Ebbene, anche il libro di Gouteux, sia pure dichiaratamente di parte, riesce a trasmettere una sensazione di rabbia impotente documentando (e rinviando ad altra documentazione accessibile e nota da un decennio) come fosse possibile bloccare la mano omicida di un governo sanguinario, monoetnico nonché "nazista tropicale" (come è stato definito da alcuni testimoni), che ha perpetuato le logiche di potere che un tempo furono dei colonizzatori - i belgi di re Leopoldo furono i più crudeli dell'epoca, peggio degli giannizzeri turchi contro gli armeni, primo genocidio negato del Novecento.

Infatti, anche oggi a distanza di dieci anni, il genocidio viene negato dai responsabili hutu in esilio (qualche volta dorato) o dietro le sbarre del Tribunale Internazionale di Arusha che, ipocritamente da parte dell'Onu, fu istituito a cose fatte senza indagare le radici del male banale di un genocidio annunciato a chiare lettere e addirittura incitato per radio e nelle omelie.

Il libro nulla aggiunge di nuovo a quanto si sa: il ruolo dei preti cattolici risale agli anni del dominio coloniale, secondo l'antica logica genocidaria sperimentata cinquecento anni orsono con gli indios amerindi, cristianizzati a forza. La copertura delle gerarchie cattoliche locali va da sé, un po' meno il ruolo di copertura, esfiltrazione, favoreggiamento e occultamento di prove e responsabili da parte del Vaticano sotto il pontificato del "santo" pacifista e noglobal che fu Karol Woytila. Da qualche parte in Toscana si corre perfino il rischio di incontrare qualche prete corresponsabile del genocidio hutu, estremista peggio dei politici allora al potere a Kigali.

Sostituendo il Belgio come potenza coloniale d'area, la Francia di Mitterand armò, aiutò, depistò, coprì e assolse i genocidari, il tutto ovviamente in nome dei diritti umani sin dal 1793 (Liberté égalité fraternité) e dietro il paravento del diritto di veto al Consiglio di Sicurezza delle Nazioni Unite. Come si evidenzia tanto nel film, quanto nel libro, l'Operazione Turquoise, benedetta dall'Onu nel giugno 1994, in pieno genocidio, e perfidamente delegata alle truppe e servizi francesi già alleate del governo assassino in carica, servì non per arrestare i massacri, bensì per dissimularli sotto forma di guerra civile e intertribale in corso, da cui salvare i bianchi malauguratamente lì presenti, e tra essi anche qualche notabile hutu, mandando invece allo sterminio i tutsi riparati in luoghi "sicuri" quali chiese e consolati (perfino i tutsi coniugi o figli di bianchi furono lasciati al loro terribile destino!).

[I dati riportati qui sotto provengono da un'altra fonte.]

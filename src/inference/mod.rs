//! Defines the interface to inference engines

use crate::factor::Factor;
use crate::util::{CtbnError, Result};
use crate::variable::Instantiation;

mod exact;
mod forward;

pub use self::exact::{ExactAmalgamationInference, DEFAULT_ELAPSED_TIME};
pub use self::forward::ForwardSamplingInference;


/// A `CtbnInference` engine computes the marginal distribution of each variable of a `Ctbn`.
///
/// Engines are stateful: `posterior` answers from the last `make_inference` and fails until one
/// was made.
pub trait CtbnInference {

    /// Run the inference
    fn make_inference(&mut self) -> Result<()>;

    /// The marginal distribution of the variable `name`
    ///
    /// # Errors
    /// * `CtbnError::UndefinedState` before any inference
    /// * `CtbnError::NotFound` if the variable is not in the network
    fn posterior(&self, name: &str) -> Result<Factor>;

    /// Condition the next inferences on some evidence
    fn set_evidence(&mut self, _evidence: &Instantiation) -> Result<()> {
        Err(CtbnError::NotImplemented("inference with evidence"))
    }

}


#[cfg(test)]
/// Tests for the inference engines in this module. Tests are hoisted here to avoid duplication.
/// Any tests specific to the inference engine are held within that submodule's tests module.
mod tests {

    use super::*;
    use crate::config::SamplingConfig;
    use crate::init::Initialization;
    use crate::model::{Ctbn, CtbnBuilder};
    use crate::variable::DiscreteVariable;

    use ndarray::array;
    use rand::rngs::StdRng;
    use rand::SeedableRng;

    /// A -> B where A flips at rate 1 and B is pushed towards the state of A
    fn build_chain() -> Ctbn {
        CtbnBuilder::new()
            .with_variable(DiscreteVariable::binary("A").unwrap())
            .with_variable(DiscreteVariable::binary("B").unwrap())
            .with_arc("A", "B")
            .with_cim("A", Initialization::Matrix(array![[-1., 1.], [1., -1.]]))
            // (B#i, B#j, A): B moves to 1 at rate 4 when A = 1, back to 0 at rate 4 when A = 0
            .with_cim("B", Initialization::Values(&[0., 0., 0.5, 4., 4., 0.5, 0., 0.]))
            .build()
            .unwrap()
    }

    fn build_triangle() -> Ctbn {
        CtbnBuilder::new()
            .with_variable(DiscreteVariable::binary("A").unwrap())
            .with_variable(DiscreteVariable::range("B", 3).unwrap())
            .with_variable(DiscreteVariable::binary("C").unwrap())
            .with_arc("A", "B")
            .with_arc("B", "C")
            .with_arc("C", "A")
            .with_cim("A", Initialization::Random(0.5, 3.))
            .with_cim("B", Initialization::Random(0.5, 3.))
            .with_cim("C", Initialization::Random(0.5, 3.))
            .build_using(&mut StdRng::seed_from_u64(17))
            .unwrap()
    }

    fn l1(a: &Factor, b: &Factor) -> f64 {
        a.to_vec().iter().zip(b.to_vec()).map(|(x, y)| (x - y).abs()).sum()
    }

    #[test]
    fn exact_normalization() {
        let model = build_triangle();
        let mut engine = ExactAmalgamationInference::new(&model);

        for &t in [0.01, 0.5, 3., DEFAULT_ELAPSED_TIME].iter() {
            engine.make_inference_at(t).unwrap();
            for name in model.names() {
                let p = engine.posterior(name).unwrap();
                assert_eq!(p.names(), vec![name]);
                assert!((p.sum() - 1.).abs() < 1e-9);
                assert!(p.to_vec().iter().all(|&v| v >= -1e-12));
            }
        }
    }

    #[test]
    fn exact_two_states() {
        // rates 1 (0 -> 1) and 3 (1 -> 0), uniform start:
        // P(X = 0, t) = 3/4 - 1/4 exp(-4t)
        let model = CtbnBuilder::new()
                        .with_variable(DiscreteVariable::binary("X").unwrap())
                        .with_cim("X", Initialization::Matrix(array![[-1., 1.], [3., -3.]]))
                        .build()
                        .unwrap();

        let mut engine = ExactAmalgamationInference::new(&model);
        engine.make_inference_at(0.5).unwrap();

        let p = engine.posterior("X").unwrap().to_vec();
        let expected = 0.75 - 0.25 * (-2f64).exp();
        assert!((p[0] - expected).abs() < 1e-9);
        assert!((p[1] - (1. - expected)).abs() < 1e-9);

        engine.make_inference().unwrap();
        let p = engine.posterior("X").unwrap().to_vec();
        assert!((p[0] - 0.75).abs() < 1e-9);
    }

    #[test]
    fn exact_errors() {
        let model = build_chain();
        let mut engine = ExactAmalgamationInference::new(&model);

        match engine.posterior("A").unwrap_err() {
            CtbnError::UndefinedState(_) => (),
            e => panic!("incorrect error {:?}", e)
        };

        engine.make_inference().unwrap();
        assert!(engine.posterior("Z").unwrap_err().is_not_found());

        match engine.set_evidence(&Instantiation::new()).unwrap_err() {
            CtbnError::NotImplemented(_) => (),
            e => panic!("incorrect error {:?}", e)
        };

        let empty = Ctbn::new();
        let mut engine = ExactAmalgamationInference::new(&empty);
        assert!(engine.make_inference().unwrap_err().is_invalid_argument());
    }

    #[test]
    fn forward_errors() {
        let model = build_chain();
        let mut engine = ForwardSamplingInference::new(&model, SamplingConfig::default()).unwrap();

        match engine.posterior("A").unwrap_err() {
            CtbnError::UndefinedState(_) => (),
            e => panic!("incorrect error {:?}", e)
        };

        let mut rng = StdRng::seed_from_u64(0);
        assert!(engine.average_inference(0, &mut rng).unwrap_err().is_invalid_argument());
        assert!(engine.make_parallel_inference(0).unwrap_err().is_invalid_argument());

        match engine.set_evidence(&Instantiation::new()).unwrap_err() {
            CtbnError::NotImplemented(_) => (),
            e => panic!("incorrect error {:?}", e)
        };

        let bad = SamplingConfig { time_horizon: 0., ..SamplingConfig::default() };
        assert!(ForwardSamplingInference::new(&model, bad).is_err());
    }

    #[test]
    fn forward_single_sample() {
        let model = build_chain();
        let config = SamplingConfig { time_horizon: 100., seed: Some(9), ..SamplingConfig::default() };
        let mut engine = ForwardSamplingInference::new(&model, config).unwrap();

        engine.make_inference().unwrap();
        let p = engine.posterior("B").unwrap();
        assert!((p.sum() - 1.).abs() < 1e-9);
        assert!(engine.posterior("Z").unwrap_err().is_not_found());

        // seeded engines are reproducible
        let first = engine.posterior("A").unwrap();
        engine.make_inference().unwrap();
        assert_eq!(engine.posterior("A").unwrap(), first);
    }

    #[test]
    fn parallel_inference_is_reproducible() {
        let model = build_chain();
        let config = SamplingConfig { time_horizon: 50., seed: Some(4), workers: Some(2), ..SamplingConfig::default() };
        let mut engine = ForwardSamplingInference::new(&model, config).unwrap();

        engine.make_parallel_inference(8).unwrap();
        let parallel = engine.posterior("B").unwrap();

        engine.make_parallel_inference(8).unwrap();
        let again = engine.posterior("B").unwrap();
        assert!(l1(&parallel, &again) < 1e-12);

        let mut rng = StdRng::seed_from_u64(4);
        engine.average_inference(8, &mut rng).unwrap();
        assert!((engine.posterior("B").unwrap().sum() - 1.).abs() < 1e-9);
    }

    #[test]
    fn forward_converges_to_exact() {
        let model = build_chain();

        let mut exact = ExactAmalgamationInference::new(&model);
        exact.make_inference_at(5000.).unwrap();

        let config = SamplingConfig { time_horizon: 5000., burn_in: 100, seed: Some(2024), workers: None };
        let mut sampling = ForwardSamplingInference::new(&model, config).unwrap();
        sampling.make_parallel_inference(200).unwrap();

        for name in ["A", "B"] {
            let e = exact.posterior(name).unwrap();
            let s = sampling.posterior(name).unwrap();
            assert!(l1(&e, &s) < 0.05, "{}: exact {:?} sampled {:?}", name, e.to_vec(), s.to_vec());
        }
    }

    #[test]
    fn averaged_samples_converge_to_exact() {
        let model = build_chain();

        let mut exact = ExactAmalgamationInference::new(&model);
        exact.make_inference_at(5000.).unwrap();

        let config = SamplingConfig { time_horizon: 5000., burn_in: 100, ..SamplingConfig::default() };
        let mut sampling = ForwardSamplingInference::new(&model, config).unwrap();
        sampling.average_inference(200, &mut StdRng::seed_from_u64(31)).unwrap();

        for name in ["A", "B"] {
            let e = exact.posterior(name).unwrap();
            let s = sampling.posterior(name).unwrap();
            assert!(l1(&e, &s) < 0.05, "{}: exact {:?} averaged {:?}", name, e.to_vec(), s.to_vec());
        }
    }

    #[test]
    fn trajectories() {
        let model = build_chain();
        let config = SamplingConfig { time_horizon: 10., ..SamplingConfig::default() };
        let engine = ForwardSamplingInference::new(&model, config).unwrap();

        let mut rng = StdRng::seed_from_u64(12);
        let traj = engine.sample_trajectory(3, &mut rng).unwrap();
        assert_eq!(traj.len(), 3);
        assert_eq!(traj.variable_names(), vec!["A", "B"]);

        for (_, events) in traj.iter() {
            let closing: Vec<_> = events.iter().filter(|e| e.time == 10.).collect();
            assert_eq!(closing.len(), 2);
        }

        let path = std::env::temp_dir().join(format!("ctbn-inference-{}.csv", std::process::id()));
        engine.write_trajectory_csv(&path, 2, &mut rng).unwrap();
        let read = crate::trajectory::read_trajectory_csv(&path).unwrap();
        assert_eq!(read.len(), 2);
        std::fs::remove_file(&path).unwrap();
    }

}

Film, per chi lo ha visto, e libro, per chi lo leggerà, si completano a vicenda, puntualmente si dà nome e cognome a persone ancora libere - e quale novità: anche Truman morì nel suo letto dopo aver scagliato ben due bombe atomiche sui giapponesi quasi vinti, e comunque su popolazioni inermi, il primo attacco con armi di distruzione di massa… - mentre vengono ripercorse le tecniche preparatorie del genocidio, risalenti sino al 1959, con stermini e massacri nel corso degli anni sessanta, poi nel biennio 1990-91 (quando la maggioranza hutu al potere era "consigliata" dai francesi), e infine dopo il 1994 nei campi profughi congolesi in cui l'Acnur non riuscì a distinguere responsabili e vittime, dando in pasto le seconde ai primi. 

Lo stato criminale è genocidario per vocazione: dall'epopea del far west hollywoodiano nell'Ottocento, per poi passare al lungo XX secolo (armeni, ebrei, timoresi, ecc.), le tecniche di sopravvivenza a ogni costo (altrui) al potere si affinano sempre più, anche quando le armi sono 581 tonnellate di machete bifilari (palesemente inadatti all'attività agricola…), ossia un chilo a testa per ognuno degli hutu presenti in Ruanda nel 1994. E le tecniche genocidarie sono sempre le stesse, iniziandosi attraverso una schedatura di massa per origine etnica (lo stesso nella Jugoslavia in procinto i disgregarsi proprio in quegli stessi anni novanta), una diffusione capillare di messaggi discriminatori, veicolati dalla famigerata Radio delle Mille Colline e dalle parrocchie disseminate nel territorio, la costruzione immaginaria di artificiali differenze (hutu e tutsi parlano la medesima lingua, hanno le stesse usanze culturali, professano il medesimo culto, addirittura condividono tratti somatici affini, come ho potuto sperimentare io stesso sbagliando a individuare l'origine etnica di persone casuali all'aeroporto di Kigali in base agli stereotipi somatici, del genere hutu bantu bassi, tutsi watussi alti).

Né i principi maggioritari della democrazia formale sono sufficienti a dissuadere, da un lato, e bloccare, dall'altro, un eventuale sterminio di massa, anzi un concetto comunitario di cittadinanza – dalla nazione monoetnica al localismo leghista più becero – può fungere da grimaldello per far saltare, ove esiste, la rete protettiva di opinione istruita, giornali indipendenti, associazioni vitali e mobilitazione politica dal basso, mentre laddove non esiste nulla di tutto questo, lo stato di diritto e il garantismo giudiziario (il cui fine, secondo la teoria liberale ignota ai nostri liberali, è proprio quello di controllare la legalità del potere della maggioranza) si rivelano oziosi fardelli pronti a essere dimessi senza difficoltà, come segnalano oggi le inquietanti metafore di Guantanamo e della legislazione antiterrorista ieri a stelle e strisce, oggi britannica e prossimamente europea.

Certo, senza gli "assassini della memoria", come li bolla Vidal-Naquet, non è possibile far passare impunemente un genocidio pianificato e condotto sotto i riflettori internazionali, in quel laboratorio regionale che ha incubato la prima grande guerra panafricana che nel Congo già Zaire di lì a poco avrebbe causato oltre due milioni di morti.

Gli stati e i loro governi, di qualsiasi colore, sono recidivi, e il revival di fondamentalismo religioso monoteistico non lascia immuni élite in cerca di dominio che trovano in testi barbari antichi (nel caso ruandese, il dio vendicatore dell'Antico testamento, nel caso islamico, il Corano con i suoi precetti dogmatici che dicono tutto e il suo contrario) quel motore in grado di spingere masse esaltate ma comunque normali, di uomini, donne e bambini, a compiere in piena consapevolezza un eccidio maestoso senza pagare dazio nemmeno alla propria minuscola coscienza.

L'unico antidoto, pre-giudiziario, è solo la vigilanza di ciascuno e di tutti affinché la forza del controllo diffuso prevalga sulla forza delle armi foraggiate dai poteri istituzionali.